◆ **DATA SHOWN**
##############################
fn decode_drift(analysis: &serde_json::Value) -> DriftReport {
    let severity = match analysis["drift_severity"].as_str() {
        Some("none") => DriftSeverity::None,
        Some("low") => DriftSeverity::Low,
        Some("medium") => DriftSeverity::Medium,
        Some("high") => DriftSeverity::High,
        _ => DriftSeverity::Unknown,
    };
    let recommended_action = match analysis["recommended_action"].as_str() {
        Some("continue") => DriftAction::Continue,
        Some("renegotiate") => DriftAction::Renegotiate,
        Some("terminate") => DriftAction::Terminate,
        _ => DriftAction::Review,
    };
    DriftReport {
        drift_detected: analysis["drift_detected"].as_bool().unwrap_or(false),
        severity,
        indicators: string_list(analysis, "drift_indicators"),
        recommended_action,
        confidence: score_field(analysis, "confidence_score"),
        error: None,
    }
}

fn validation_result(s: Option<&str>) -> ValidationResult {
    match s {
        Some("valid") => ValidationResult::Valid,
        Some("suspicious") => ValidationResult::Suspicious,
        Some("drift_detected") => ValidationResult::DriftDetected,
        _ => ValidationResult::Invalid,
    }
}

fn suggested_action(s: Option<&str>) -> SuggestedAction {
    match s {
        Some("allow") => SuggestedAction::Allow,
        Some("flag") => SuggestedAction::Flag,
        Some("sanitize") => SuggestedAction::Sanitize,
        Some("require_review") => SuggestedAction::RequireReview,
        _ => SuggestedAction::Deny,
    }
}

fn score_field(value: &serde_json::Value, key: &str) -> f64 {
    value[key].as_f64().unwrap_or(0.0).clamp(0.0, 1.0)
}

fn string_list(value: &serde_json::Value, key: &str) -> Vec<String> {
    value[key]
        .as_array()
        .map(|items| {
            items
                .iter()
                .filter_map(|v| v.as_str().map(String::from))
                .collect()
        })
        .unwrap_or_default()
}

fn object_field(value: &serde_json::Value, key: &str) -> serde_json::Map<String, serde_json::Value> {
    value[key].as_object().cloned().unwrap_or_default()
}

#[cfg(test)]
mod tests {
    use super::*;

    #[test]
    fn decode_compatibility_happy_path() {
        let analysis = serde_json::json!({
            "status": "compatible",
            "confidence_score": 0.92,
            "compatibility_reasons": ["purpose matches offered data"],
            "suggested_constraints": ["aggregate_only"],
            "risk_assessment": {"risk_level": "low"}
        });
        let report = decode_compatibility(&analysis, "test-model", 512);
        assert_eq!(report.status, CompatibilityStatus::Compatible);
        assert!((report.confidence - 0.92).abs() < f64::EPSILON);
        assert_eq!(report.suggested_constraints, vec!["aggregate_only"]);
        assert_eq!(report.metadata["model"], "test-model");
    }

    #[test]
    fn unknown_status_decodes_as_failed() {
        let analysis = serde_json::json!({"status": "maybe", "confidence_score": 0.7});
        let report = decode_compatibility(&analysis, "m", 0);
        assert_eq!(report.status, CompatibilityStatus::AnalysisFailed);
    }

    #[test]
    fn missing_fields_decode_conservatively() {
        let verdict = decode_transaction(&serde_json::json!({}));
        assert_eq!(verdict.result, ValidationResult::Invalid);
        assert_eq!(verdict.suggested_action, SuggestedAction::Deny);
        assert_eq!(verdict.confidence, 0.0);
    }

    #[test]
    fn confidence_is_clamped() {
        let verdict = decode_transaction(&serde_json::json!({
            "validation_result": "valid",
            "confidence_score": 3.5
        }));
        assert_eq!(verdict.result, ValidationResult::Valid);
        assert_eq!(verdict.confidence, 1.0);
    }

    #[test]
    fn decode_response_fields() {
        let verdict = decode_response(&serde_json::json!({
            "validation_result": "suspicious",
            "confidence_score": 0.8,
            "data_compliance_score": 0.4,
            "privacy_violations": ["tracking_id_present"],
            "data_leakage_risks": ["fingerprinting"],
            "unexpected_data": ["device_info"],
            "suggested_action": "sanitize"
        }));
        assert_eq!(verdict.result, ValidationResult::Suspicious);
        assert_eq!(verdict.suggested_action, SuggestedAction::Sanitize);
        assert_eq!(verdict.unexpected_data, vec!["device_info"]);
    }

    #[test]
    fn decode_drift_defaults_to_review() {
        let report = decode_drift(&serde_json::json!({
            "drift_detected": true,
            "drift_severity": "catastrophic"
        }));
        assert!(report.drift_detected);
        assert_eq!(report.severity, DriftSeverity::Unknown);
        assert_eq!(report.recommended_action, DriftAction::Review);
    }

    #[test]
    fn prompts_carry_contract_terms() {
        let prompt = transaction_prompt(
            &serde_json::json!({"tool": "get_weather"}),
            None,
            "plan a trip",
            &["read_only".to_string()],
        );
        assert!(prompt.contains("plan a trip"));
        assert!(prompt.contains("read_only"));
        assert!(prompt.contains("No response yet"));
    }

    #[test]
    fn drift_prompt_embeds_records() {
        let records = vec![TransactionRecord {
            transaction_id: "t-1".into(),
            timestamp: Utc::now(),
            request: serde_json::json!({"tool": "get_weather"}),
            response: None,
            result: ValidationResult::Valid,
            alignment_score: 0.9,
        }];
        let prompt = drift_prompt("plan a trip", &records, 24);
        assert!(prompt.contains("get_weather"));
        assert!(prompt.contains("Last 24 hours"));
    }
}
##############################
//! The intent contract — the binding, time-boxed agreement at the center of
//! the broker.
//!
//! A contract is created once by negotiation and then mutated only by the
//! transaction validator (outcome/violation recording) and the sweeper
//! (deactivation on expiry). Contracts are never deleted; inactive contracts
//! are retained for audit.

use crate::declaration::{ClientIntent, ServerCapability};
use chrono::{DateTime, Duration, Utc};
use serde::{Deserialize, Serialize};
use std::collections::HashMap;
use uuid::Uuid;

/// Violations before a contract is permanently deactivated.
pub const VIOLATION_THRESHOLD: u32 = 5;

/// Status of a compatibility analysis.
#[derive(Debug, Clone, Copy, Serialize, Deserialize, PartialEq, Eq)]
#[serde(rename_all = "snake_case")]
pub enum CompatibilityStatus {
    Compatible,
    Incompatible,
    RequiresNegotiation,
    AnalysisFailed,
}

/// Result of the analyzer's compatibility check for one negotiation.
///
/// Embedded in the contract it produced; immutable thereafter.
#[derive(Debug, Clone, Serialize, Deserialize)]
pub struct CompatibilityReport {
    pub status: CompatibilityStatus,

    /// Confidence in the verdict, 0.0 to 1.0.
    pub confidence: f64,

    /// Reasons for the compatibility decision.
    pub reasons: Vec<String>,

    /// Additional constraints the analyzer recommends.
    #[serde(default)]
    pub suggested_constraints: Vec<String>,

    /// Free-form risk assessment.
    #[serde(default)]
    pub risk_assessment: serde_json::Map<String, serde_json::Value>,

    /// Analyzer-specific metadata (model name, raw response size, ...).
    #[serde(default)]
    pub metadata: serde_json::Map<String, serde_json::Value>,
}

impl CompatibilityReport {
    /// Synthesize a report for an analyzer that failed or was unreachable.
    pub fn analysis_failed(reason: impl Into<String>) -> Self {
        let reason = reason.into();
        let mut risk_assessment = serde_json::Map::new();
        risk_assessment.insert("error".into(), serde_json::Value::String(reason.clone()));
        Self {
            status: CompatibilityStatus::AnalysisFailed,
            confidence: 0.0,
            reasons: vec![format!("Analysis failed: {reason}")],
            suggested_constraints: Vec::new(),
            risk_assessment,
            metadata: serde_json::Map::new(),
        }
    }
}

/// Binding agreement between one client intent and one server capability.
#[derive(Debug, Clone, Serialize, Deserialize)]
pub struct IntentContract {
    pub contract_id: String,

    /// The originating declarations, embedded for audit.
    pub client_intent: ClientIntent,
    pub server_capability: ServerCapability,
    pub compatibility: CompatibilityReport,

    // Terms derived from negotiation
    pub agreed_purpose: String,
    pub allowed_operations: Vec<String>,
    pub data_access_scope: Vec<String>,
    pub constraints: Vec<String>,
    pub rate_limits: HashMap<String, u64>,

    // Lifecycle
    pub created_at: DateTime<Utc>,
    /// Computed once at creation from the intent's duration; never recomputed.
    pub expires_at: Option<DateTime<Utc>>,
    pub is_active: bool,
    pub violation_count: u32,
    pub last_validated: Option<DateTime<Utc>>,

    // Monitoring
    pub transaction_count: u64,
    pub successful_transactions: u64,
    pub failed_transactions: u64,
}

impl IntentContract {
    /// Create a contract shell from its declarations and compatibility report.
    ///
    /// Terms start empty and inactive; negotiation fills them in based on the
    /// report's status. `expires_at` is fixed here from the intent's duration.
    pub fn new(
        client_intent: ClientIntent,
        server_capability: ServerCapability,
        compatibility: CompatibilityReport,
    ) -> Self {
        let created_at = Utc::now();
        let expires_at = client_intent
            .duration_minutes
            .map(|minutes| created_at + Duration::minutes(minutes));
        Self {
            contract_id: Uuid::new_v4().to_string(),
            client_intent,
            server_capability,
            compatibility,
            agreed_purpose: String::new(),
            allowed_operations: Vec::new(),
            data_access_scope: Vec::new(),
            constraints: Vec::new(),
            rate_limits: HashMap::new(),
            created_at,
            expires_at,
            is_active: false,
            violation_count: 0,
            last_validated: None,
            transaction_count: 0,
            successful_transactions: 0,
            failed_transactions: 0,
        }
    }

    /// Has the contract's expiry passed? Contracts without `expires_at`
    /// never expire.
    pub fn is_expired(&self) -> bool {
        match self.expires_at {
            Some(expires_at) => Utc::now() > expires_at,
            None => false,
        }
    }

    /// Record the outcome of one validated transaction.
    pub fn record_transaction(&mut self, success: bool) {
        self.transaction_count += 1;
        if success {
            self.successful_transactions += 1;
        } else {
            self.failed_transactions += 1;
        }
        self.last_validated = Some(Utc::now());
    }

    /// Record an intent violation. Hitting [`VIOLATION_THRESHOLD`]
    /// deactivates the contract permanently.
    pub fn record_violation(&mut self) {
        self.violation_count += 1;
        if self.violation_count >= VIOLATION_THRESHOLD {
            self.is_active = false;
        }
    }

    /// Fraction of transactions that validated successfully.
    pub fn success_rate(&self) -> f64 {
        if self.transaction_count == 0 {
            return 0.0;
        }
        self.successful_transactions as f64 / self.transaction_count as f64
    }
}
##############################
◆ **ABOUT THIS TASK**
The word "Option" appears in how many lines of the records? Give the number only.

◆ **YOUR RESPONSE**
4